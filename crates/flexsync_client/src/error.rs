//! Error types for the sync client.

use crate::subscriptions::State;
use flexsync_protocol::ProtocolError;
use flexsync_storage::StorageError;
use thiserror::Error;

/// Result type for sync client operations.
pub type SyncResult<T> = Result<T, SyncError>;

/// Contract violations by the caller.
///
/// These are reported synchronously and are never the consequence of network
/// or server behavior.
#[derive(Error, Debug, Clone, PartialEq, Eq)]
pub enum LogicError {
    /// The session has not been bound yet.
    #[error("session is not bound")]
    NotBound,

    /// The session was already bound.
    #[error("session is already bound")]
    AlreadyBound,

    /// The session has been detached.
    #[error("session has been detached")]
    Detached,

    /// The subscription set is not in a state that permits the operation.
    #[error("subscription set is in state {state}, expected {expected}")]
    WrongSubscriptionState {
        /// Current state.
        state: State,
        /// State the operation requires.
        expected: State,
    },

    /// A subscription set state change that is not allowed.
    #[error("invalid state transition from {from} to {to}")]
    InvalidStateTransition {
        /// Current state.
        from: State,
        /// Attempted target state.
        to: State,
    },

    /// An error message was given with a non-error state, or omitted with the
    /// error state.
    #[error("an error message must be given exactly when the target state is Error")]
    ErrorMessageMismatch,

    /// A subscription set version that was never created.
    #[error("no subscription set with version {0}")]
    NoSuchSubscriptionSet(i64),

    /// `Client::run` is already running or has already returned.
    #[error("the client event loop is already running or has stopped")]
    ClientAlreadyRunning,

    /// The session configuration is invalid.
    #[error("invalid session configuration: {0}")]
    InvalidConfig(String),
}

/// Errors returned by the sync client API.
#[derive(Error, Debug)]
pub enum SyncError {
    /// API misuse.
    #[error(transparent)]
    Logic(#[from] LogicError),

    /// Local database error.
    #[error("storage error: {0}")]
    Storage(#[from] StorageError),

    /// Encoding or decoding error.
    #[error("protocol error: {0}")]
    Protocol(#[from] ProtocolError),

    /// A server URL could not be parsed.
    #[error("bad server URL: {0}")]
    BadServerUrl(String),

    /// The event loop could not be started.
    #[error("event loop error: {0}")]
    EventLoop(#[from] std::io::Error),

    /// The subscription store has been dropped.
    #[error("subscription store is gone")]
    StoreGone,
}

impl SyncError {
    /// Returns true for API misuse.
    pub fn is_logic_error(&self) -> bool {
        matches!(self, SyncError::Logic(_))
    }

    /// The logic error, if this is one.
    pub fn as_logic_error(&self) -> Option<&LogicError> {
        match self {
            SyncError::Logic(e) => Some(e),
            _ => None,
        }
    }
}

#[cfg(test)]
mod tests {
    use super::*;

    #[test]
    fn logic_errors_are_distinct() {
        let err = SyncError::from(LogicError::AlreadyBound);
        assert!(err.is_logic_error());
        assert_eq!(err.as_logic_error(), Some(&LogicError::AlreadyBound));
        assert_eq!(err.to_string(), "session is already bound");
        assert!(!SyncError::BadServerUrl("x".into()).is_logic_error());
    }

    #[test]
    fn error_display() {
        let err = LogicError::InvalidStateTransition {
            from: State::Complete,
            to: State::Pending,
        };
        assert_eq!(err.to_string(), "invalid state transition from Complete to Pending");
    }
}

Work instruction - Every line containing the string "Debug" is required; copy each such line from the data.

Task response -
#[derive(Error, Debug, Clone, PartialEq, Eq)]
#[derive(Error, Debug)]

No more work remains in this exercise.